Con LA VITA DAVANTI A SÉ ho finalmente conosciuto Momò!

Sono andata a Belleville, sono salita al sesto piano di un vecchio palazzo senza ascensore e sono entrata nella casa di Madame Rosa.
L’ho vista seduta sulla sua poltrona, col kimono arancione giapponese, con i suoi 95 chili e i 30 capelli rimasti, intenta a farsi bella, a ritrovare nello specchietto qualcosa della giovane prostituta che è stata, qualcosa della ragazza ebrea sopravvissuta ad Auschwitz.
Ho visto il piccolo Banania con il suo perenne sorriso, Moïse l’ebreo, Momò il musulmano e tutti i bambini che vivono con Madame Rosa, figli di prostitute che, pur di non perderli, li nascondono da lei (dietro compenso, quando possono…).

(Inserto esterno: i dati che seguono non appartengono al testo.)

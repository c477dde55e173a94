//! Planar polygons.
//!
//! Pressure zones arrive as closed polygons in image space and are tested
//! against vertex parameter coordinates in mesh space. Both uses go through
//! [`Polygon`]: a closed ring of 2D points where the last point connects back
//! to the first.

use nalgebra::{Point2, Vector2};

/// Distance under which a point counts as lying on a polygon edge.
pub const BOUNDARY_TOLERANCE: f64 = 1e-9;

/// A closed planar polygon.
#[derive(Debug, Clone, PartialEq)]
pub struct Polygon {
    points: Vec<Point2<f64>>,
}

impl Polygon {
    /// Create a polygon from its ring of points.
    ///
    /// A trailing point equal to the first is dropped, since the ring is
    /// closed implicitly.
    pub fn new(mut points: Vec<Point2<f64>>) -> Self {
        if points.len() > 1 && points.first() == points.last() {
            points.pop();
        }
        Self { points }
    }

    /// Build from a flat `[x0, y0, x1, y1, ...]` coordinate list.
    ///
    /// Returns `None` if the list has odd length.
    pub fn from_flat(coords: &[f64]) -> Option<Self> {
        if coords.len() % 2 != 0 {
            return None;
        }
        Some(Self::new(
            coords.chunks_exact(2).map(|c| Point2::new(c[0], c[1])).collect(),
        ))
    }

    /// The ring of points.
    #[inline]
    pub fn points(&self) -> &[Point2<f64>] {
        &self.points
    }

    /// Number of points in the ring.
    #[inline]
    pub fn len(&self) -> usize {
        self.points.len()
    }

    /// Whether the ring is empty.
    #[inline]
    pub fn is_empty(&self) -> bool {
        self.points.is_empty()
    }

    /// Number of pairwise distinct points.
    pub fn distinct_points(&self) -> usize {
        let mut seen: Vec<Point2<f64>> = Vec::with_capacity(self.points.len());
        for p in &self.points {
            if !seen.contains(p) {
                seen.push(*p);
            }
        }
        seen.len()
    }

    /// Iterate over the edges as `(start, end)` pairs, including the closing edge.
    pub fn edges(&self) -> impl Iterator<Item = (Point2<f64>, Point2<f64>)> + '_ {
        let n = self.points.len();
        (0..n).map(move |i| (self.points[i], self.points[(i + 1) % n]))
    }

    /// Signed area (shoelace formula); positive for counter-clockwise rings.
    pub fn signed_area(&self) -> f64 {
        if self.points.len() < 3 {
            return 0.0;
        }
        0.5 * self
            .edges()
            .map(|(a, b)| a.x * b.y - b.x * a.y)
            .sum::<f64>()
    }

    /// Unsigned area.
    pub fn area(&self) -> f64 {
        self.signed_area().abs()
    }

    /// Area centroid, falling back to the vertex mean for degenerate rings.
    pub fn centroid(&self) -> Point2<f64> {
        if self.points.is_empty() {
            return Point2::origin();
        }

        let a = self.signed_area();
        if a.abs() < 1e-12 {
            let sum = self.points.iter().fold(Vector2::zeros(), |acc, p| acc + p.coords);
            return Point2::from(sum / self.points.len() as f64);
        }

        let mut c = Vector2::zeros();
        for (p, q) in self.edges() {
            let cross = p.x * q.y - q.x * p.y;
            c += (p.coords + q.coords) * cross;
        }
        Point2::from(c / (6.0 * a))
    }

    /// Axis-aligned bounding box, `None` for an empty ring.
    pub fn bounding_box(&self) -> Option<(Point2<f64>, Point2<f64>)> {
        let first = *self.points.first()?;
        Some(self.points.iter().fold((first, first), |(min, max), p| {
            (
                Point2::new(min.x.min(p.x), min.y.min(p.y)),
                Point2::new(max.x.max(p.x), max.y.max(p.y)),
            )
        }))
    }

    /// Apply a point transform to every vertex.
    pub fn map<F: Fn(&Point2<f64>) -> Point2<f64>>(&self, f: F) -> Self {
        Self {
            points: self.points.iter().map(f).collect(),
        }
    }

    /// Distance from `p` to the nearest polygon edge.
    pub fn boundary_distance(&self, p: &Point2<f64>) -> f64 {
        self.edges()
            .map(|(a, b)| point_to_segment_dist(p, &a, &b))
            .fold(f64::INFINITY, f64::min)
    }

    /// Whether `p` lies inside the polygon or on its boundary.
    ///
    /// Uses the even-odd rule, so it is only meaningful for simple polygons.
    pub fn contains(&self, p: &Point2<f64>) -> bool {
        if self.points.len() < 3 {
            return false;
        }
        if self.boundary_distance(p) <= BOUNDARY_TOLERANCE {
            return true;
        }

        let mut inside = false;
        for (a, b) in self.edges() {
            if (a.y > p.y) != (b.y > p.y) {
                let x = a.x + (p.y - a.y) * (b.x - a.x) / (b.y - a.y);
                if p.x < x {
                    inside = !inside;
                }
            }
        }
        inside
    }

    /// Distance from `p` to the polygon region: zero inside or on the boundary.
    pub fn distance(&self, p: &Point2<f64>) -> f64 {
        if self.contains(p) {
            0.0
        } else {
            self.boundary_distance(p)
        }
    }

    /// Whether no two edges cross, touch or overlap other than adjacent
    /// edges meeting at their shared vertex.
    pub fn is_simple(&self) -> bool {
        let n = self.points.len();
        if n < 3 {
            return false;
        }

        for i in 0..n {
            let (a, b) = (self.points[i], self.points[(i + 1) % n]);
            if a == b {
                return false;
            }

            // Adjacent edge doubling back over this one.
            let c = self.points[(i + 2) % n];
            if orientation(&a, &b, &c) == 0.0 && (a - b).dot(&(c - b)) > 0.0 {
                return false;
            }

            for j in (i + 2)..n {
                if i == 0 && j == n - 1 {
                    continue;
                }
                let (c, d) = (self.points[j], self.points[(j + 1) % n]);
                if segments_intersect(&a, &b, &c, &d) {
                    return false;
                }
            }
        }
        true
    }
}

/// Twice the signed area of triangle `abc`.
fn orientation(a: &Point2<f64>, b: &Point2<f64>, c: &Point2<f64>) -> f64 {
    (b.x - a.x) * (c.y - a.y) - (b.y - a.y) * (c.x - a.x)
}

fn on_segment(a: &Point2<f64>, b: &Point2<f64>, p: &Point2<f64>) -> bool {
    p.x >= a.x.min(b.x) && p.x <= a.x.max(b.x) && p.y >= a.y.min(b.y) && p.y <= a.y.max(b.y)
}

/// Closed-segment intersection test, touching included.
fn segments_intersect(a: &Point2<f64>, b: &Point2<f64>, c: &Point2<f64>, d: &Point2<f64>) -> bool {
    let d1 = orientation(c, d, a);
    let d2 = orientation(c, d, b);
    let d3 = orientation(a, b, c);
    let d4 = orientation(a, b, d);

    if ((d1 > 0.0 && d2 < 0.0) || (d1 < 0.0 && d2 > 0.0))
        && ((d3 > 0.0 && d4 < 0.0) || (d3 < 0.0 && d4 > 0.0))
    {
        return true;
    }

    (d1 == 0.0 && on_segment(c, d, a))
        || (d2 == 0.0 && on_segment(c, d, b))
        || (d3 == 0.0 && on_segment(a, b, c))
        || (d4 == 0.0 && on_segment(a, b, d))
}

/// Distance from `p` to the closed segment `ab`.
pub fn point_to_segment_dist(p: &Point2<f64>, a: &Point2<f64>, b: &Point2<f64>) -> f64 {
    let ab = b - a;
    let len_sq = ab.norm_squared();
    if len_sq < 1e-20 {
        return (p - a).norm();
    }
    let t = ((p - a).dot(&ab) / len_sq).clamp(0.0, 1.0);
    (p - (a + ab * t)).norm()
}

Ho ascoltato i saggi consigli del Signor Hamil e le diagnosi mediche del dottor Katz, ho toccato con mano la generosità di Madame Lola, ex pugile travestito che “come lei non c’è nessuno“, ho visto un gruppo di sciamani darsi da fare per mantenere la vita in circolo in un corpo che non ne vuole più sapere…

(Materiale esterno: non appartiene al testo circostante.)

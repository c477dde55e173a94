//! Insole CLI - embed pressure-zone corrections into insole meshes.
//!
//! Usage: insole <COMMAND> [OPTIONS]
//!
//! Run `insole --help` for available commands.

use std::collections::BTreeMap;
use std::io::Write;
use std::path::PathBuf;
use std::sync::Mutex;
use std::time::Instant;

use clap::{Parser, Subcommand};

use insole::algo::Progress;
use insole::annotation::AnnotationRecord;
use insole::config::CorrectionConfig;
use insole::io;
use insole::mesh::{validate_closed_manifold, HalfEdgeMesh};
use insole::pipeline::{run_feet, FootJob, FootReport, PipelineOptions};

#[derive(Parser)]
#[command(name = "insole")]
#[command(author, version, about = "Pressure-zone insole generator", long_about = None)]
struct Cli {
    #[command(subcommand)]
    command: Commands,
}

#[derive(Subcommand)]
enum Commands {
    /// Display mesh information
    Info {
        /// Input mesh file
        input: PathBuf,
    },

    /// List the zone names in an annotation record
    Zones {
        /// COCO annotation file
        annotations: PathBuf,

        /// Correction config; marks zones without a policy and hides ignored categories
        #[arg(short, long)]
        config: Option<PathBuf>,
    },

    /// Emboss pressure zones onto one or both insoles
    Generate {
        /// Correction config (JSON)
        #[arg(short, long)]
        config: PathBuf,

        /// Left foot: base mesh, annotations, output mesh
        #[arg(long, num_args = 3, value_names = ["MESH", "ANNOTATIONS", "OUTPUT"])]
        left: Option<Vec<PathBuf>>,

        /// Right foot: base mesh, annotations, output mesh
        #[arg(long, num_args = 3, value_names = ["MESH", "ANNOTATIONS", "OUTPUT"])]
        right: Option<Vec<PathBuf>>,

        /// Only process the named zones (repeatable)
        #[arg(short, long = "zone", value_name = "NAME")]
        zones: Vec<String>,

        /// Also write a PLY next to each output with pads coloured by category
        #[arg(long)]
        colors: bool,

        /// Use single-threaded execution (for benchmarking)
        #[arg(long)]
        sequential: bool,
    },
}

fn main() {
    env_logger::init();
    let cli = Cli::parse();

    match run(cli) {
        Ok(true) => {}
        Ok(false) => std::process::exit(1),
        Err(e) => {
            eprintln!("Error: {}", e);
            std::process::exit(1);
        }
    }
}

/// Returns `Ok(false)` when some foot failed.
fn run(cli: Cli) -> Result<bool, Box<dyn std::error::Error>> {
    match cli.command {
        Commands::Info { input } => {
            cmd_info(&input)?;
            Ok(true)
        }
        Commands::Zones { annotations, config } => {
            cmd_zones(&annotations, config.as_ref())?;
            Ok(true)
        }
        Commands::Generate {
            config,
            left,
            right,
            zones,
            colors,
            sequential,
        } => cmd_generate(&config, left, right, zones, colors, sequential),
    }
}

const BAR_WIDTH: usize = 20;

/// Create a progress reporter that keeps one bar per foot on a single
/// terminal line. Messages arrive as `label: stage`.
fn create_progress(labels: &[String]) -> Progress {
    let bars = Mutex::new(labels.iter().map(|l| (l.clone(), 0)).collect::<BTreeMap<_, _>>());

    Progress::new(move |current, total, message| {
        if total == 0 {
            return;
        }
        let percent = if current >= total {
            100
        } else {
            ((current * 100) + (total / 2)) / total
        };
        let (label, stage) = message.split_once(": ").unwrap_or(("", message));

        let Ok(mut bars) = bars.lock() else {
            return;
        };
        let seen = bars.entry(label.to_string()).or_insert(0);
        // Each foot's bar only moves forward.
        if percent <= *seen && percent != 100 {
            return;
        }
        *seen = percent.max(*seen);

        eprint!("\r{}  {:<24}", render_bars(&bars), stage);
        let _ = std::io::stderr().flush();

        if bars.values().all(|&p| p == 100) {
            eprintln!();
        }
    })
}

fn render_bars(bars: &BTreeMap<String, usize>) -> String {
    bars.iter()
        .map(|(label, &percent)| {
            let filled = (percent * BAR_WIDTH) / 100;
            format!(
                "{} [{}{}] {:3}%",
                label,
                "=".repeat(filled),
                " ".repeat(BAR_WIDTH - filled),
                percent
            )
        })
        .collect::<Vec<_>>()
        .join("  ")
}

fn cmd_info(input: &PathBuf) -> Result<(), Box<dyn std::error::Error>> {
    let mesh: HalfEdgeMesh = io::load(input)?;

    println!("File: {}", input.display());
    println!("Vertices: {}", mesh.num_vertices());
    println!("Faces: {}", mesh.num_faces());
    println!("Half-edges: {}", mesh.num_halfedges());
    println!("Surface area: {:.3} mm^2", mesh.surface_area());

    if let Some((min, max)) = mesh.bounding_box() {
        println!(
            "Bounding box: ({:.3}, {:.3}, {:.3}) to ({:.3}, {:.3}, {:.3})",
            min.x, min.y, min.z, max.x, max.y, max.z
        );
        let diag = max - min;
        println!("Dimensions: {:.3} x {:.3} x {:.3}", diag.x, diag.y, diag.z);
    }

    match validate_closed_manifold(&mesh) {
        Ok(()) => {
            println!("Topology: Closed manifold");
            println!("Volume: {:.3} mm^3", mesh.signed_volume());
        }
        Err(e) => println!("Topology: Not watertight ({})", e),
    }

    Ok(())
}

fn cmd_zones(
    annotations: &PathBuf,
    config: Option<&PathBuf>,
) -> Result<(), Box<dyn std::error::Error>> {
    let record = AnnotationRecord::from_file(annotations)?;
    let config = match config {
        Some(path) => Some(CorrectionConfig::from_file(path)?),
        None => None,
    };
    let ignored = config
        .as_ref()
        .map(|c| c.ignored_categories.clone())
        .unwrap_or_default();

    let names = record.zone_names(&ignored);
    println!("{} zones in {}", names.len(), annotations.display());
    for name in names {
        let count = record
            .annotations
            .iter()
            .filter(|a| {
                record
                    .category(a.category_id)
                    .is_some_and(|c| insole::annotation::normalize_name(&c.name) == name)
            })
            .count();
        let note = match &config {
            Some(c) if c.policy(&name).is_none() => "  (no policy)",
            _ => "",
        };
        println!("  {:<20} {:>3} annotation(s){}", name, count, note);
    }

    Ok(())
}

fn cmd_generate(
    config_path: &PathBuf,
    left: Option<Vec<PathBuf>>,
    right: Option<Vec<PathBuf>>,
    zones: Vec<String>,
    colors: bool,
    sequential: bool,
) -> Result<bool, Box<dyn std::error::Error>> {
    let config = CorrectionConfig::from_file(config_path)?;

    let jobs: Vec<FootJob> = [("left", left), ("right", right)]
        .into_iter()
        .filter_map(|(label, paths)| {
            let paths = paths?;
            let [mesh, annotations, output] = paths.as_slice() else {
                return None;
            };
            let job = FootJob::new(label, mesh, annotations, output).with_selection(zones.clone());
            Some(if colors {
                job.with_color_output(output.with_extension("ply"))
            } else {
                job
            })
        })
        .collect();

    if jobs.is_empty() {
        return Err("nothing to do: pass --left and/or --right".into());
    }

    let options = if sequential {
        PipelineOptions::default().sequential()
    } else {
        PipelineOptions::default()
    };
    let mode = if sequential { "sequential" } else { "parallel" };
    println!("Processing {} foot/feet ({})...", jobs.len(), mode);

    let labels: Vec<String> = jobs.iter().map(|job| job.label.clone()).collect();
    let progress = create_progress(&labels);
    let start = Instant::now();
    let results = run_feet(&jobs, &config, &options, &progress);
    let elapsed = start.elapsed();

    let mut all_ok = true;
    for (job, result) in jobs.iter().zip(results) {
        println!();
        match result {
            Ok(report) => print_report(&report),
            Err(e) => {
                all_ok = false;
                println!("{}: FAILED: {}", job.label, e);
            }
        }
    }
    println!("\nTotal: {:.2?}", elapsed);

    Ok(all_ok)
}

fn print_report(report: &FootReport) {
    println!("{}: {}", report.label, report.output_path.display());
    if let Some(path) = &report.color_output {
        println!("  Coloured: {}", path.display());
    }
    println!(
        "  Mapped vertices: {} of {} eligible",
        report.mapped_vertices, report.eligible_vertices
    );
    println!("  Zones: {}", report.zones.len());
    for zone in &report.zones {
        println!(
            "    {:<20} {:+6.2} mm  {:>6} vertices  coverage {:5.1}%",
            zone.category,
            zone.magnitude,
            zone.vertices,
            zone.coverage * 100.0
        );
    }
    println!("  Displaced vertices: {}", report.stats.vertices_displaced);
    println!("  Max displacement: {:.3} mm", report.stats.max_displacement);
    if report.stats.clamped > 0 {
        println!("  Clamped to keep the sole valid: {}", report.stats.clamped);
    }
    println!("  Warnings: {}", report.warnings.len());
    for warning in &report.warnings {
        println!("    - {}", warning);
    }
    println!("  Elapsed: {:.2?}", report.elapsed);
}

“Certi bambini non sanno che esistono le mamme”

Ho conosciuto, insomma, questa variopinta e multietnica comunità di emarginati, sempre pronti ad aiutarsi, a sostenersi (e non solo metaforicamente), indipendentemente dalle loro origini, usanze, età, religione, gusti sessuali… perché quando la vita ti porta giù, sul fondo, quando non hai più nulla, neanche un pezzo di carta che attesti la tua esistenza (magari solo delle carte false in piena regola!), be’…allora su quel fondo ti arrangi come puoi, impari a viverci, ad amare, ad essere felice.

“Si può vivere senza amore?”

Ho visto tutto questo, ma soprattutto ho sentito Momò che, con la sua lingua inventata, ironica, approssimativa e dolcissima, mi ha raccontato tutta la loro storia… e ciò che adesso mi porto addosso è la sensazione di aver letto un grande libro sull’inclusione, sulla solidarietà, sul rispetto dell’altro e sull’eutanasia.
Un libro sulla famiglia, quella non dettata dai legami di sangue ma quella per caso, sulla demenza senile e sull’affetto incondizionato, sincero e reciproco tra una donna anziana e un ragazzino.

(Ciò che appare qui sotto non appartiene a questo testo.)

use clap::Args;
use rtc_token::{Role, RtcTokenBuilder};
use serde::Deserialize;

/// The platform credentials used to sign tokens.
#[derive(Clone)]
pub struct Credentials {
	pub app_id: String,
	pub app_certificate: String,
}

impl std::fmt::Debug for Credentials {
	fn fmt(&self, f: &mut std::fmt::Formatter<'_>) -> std::fmt::Result {
		f.debug_struct("Credentials")
			.field("app_id", &self.app_id)
			.field("app_certificate", &"<redacted>")
			.finish()
	}
}

#[derive(Args, Clone, Default, Deserialize)]
#[serde(deny_unknown_fields, default)]
pub struct CredentialsConfig {
	/// The platform application identifier.
	#[arg(id = "app-id", long = "app-id", env = "APP_ID")]
	pub app_id: Option<String>,

	/// The shared signing secret. Never logged.
	#[arg(id = "app-certificate", long = "app-certificate", env = "APP_CERTIFICATE", hide_env_values = true)]
	pub app_certificate: Option<String>,
}

impl std::fmt::Debug for CredentialsConfig {
	fn fmt(&self, f: &mut std::fmt::Formatter<'_>) -> std::fmt::Result {
		f.debug_struct("CredentialsConfig")
			.field("app_id", &self.app_id)
			.field("app_certificate", &self.app_certificate.as_ref().map(|_| "<redacted>"))
			.finish()
	}
}

impl CredentialsConfig {
	/// Returns None unless both values are set and non-empty.
	pub fn init(&self) -> Option<Credentials> {
		let app_id = self.app_id.as_deref().map(str::trim).filter(|s| !s.is_empty())?;
		let app_certificate = self.app_certificate.as_deref().map(str::trim).filter(|s| !s.is_empty())?;

		Some(Credentials {
			app_id: app_id.to_string(),
			app_certificate: app_certificate.to_string(),
		})
	}
}

/// Produces a signed, time-bounded credential for a channel member.
pub trait TokenSigner: Send + Sync {
	fn sign(
		&self,
		credentials: &Credentials,
		channel_name: &str,
		uid: &str,
		role: Role,
		issued_at: u64,
		expires_at: u64,
	) -> anyhow::Result<String>;
}

/// Signs AccessToken2 tokens where the token and every privilege expire together.
#[derive(Clone, Copy, Debug, Default)]
pub struct AccessTokenSigner;

impl TokenSigner for AccessTokenSigner {
	fn sign(
		&self,
		credentials: &Credentials,
		channel_name: &str,
		uid: &str,
		role: Role,
		issued_at: u64,
		expires_at: u64,
	) -> anyhow::Result<String> {
		let token = RtcTokenBuilder::build_token_expiring_at(
			&credentials.app_id,
			&credentials.app_certificate,
			channel_name,
			uid,
			role,
			issued_at,
			expires_at,
		)?;

		Ok(token)
	}
}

“Io se fossi in grado mi occuperei unicamente delle vecchie puttane, perché le vecchie non hanno nessuno. Prenderei solamente quelle che sono vecchie, racchie e non servono più a niente. Sarei il più grande poliziotto e prosseneta del mondo e con me nessuno vedrebbe mai più una vecchia puttana abbandonata piangere al sesto piano senza ascensore.”

Mi porto sulla pelle e nel cuore un grande senso di tenerezza, un sorriso lieve e una carezza.

Il finale è meravigliosamente dolceamaro.
Non ho pianto, perché Momò non è un tipo da piagnistei, lui è così inconsapevolmente ironico, così bravo ad adattarsi, ad andare avanti, ostinato e fiducioso, a trovare il bello e il buono anche nella merda, che non apprezzerebbe le nostre lacrime.

Quindi buona vita a te, Momò, felice di averti conosciuto 💜.

“La vita davanti a sé” di Romain Gary, Neri Pozza Editore . Un libro tra le mani.

 

Antonella Russi

Nata a Taranto, classe '76. Lettrice per passione, da sempre.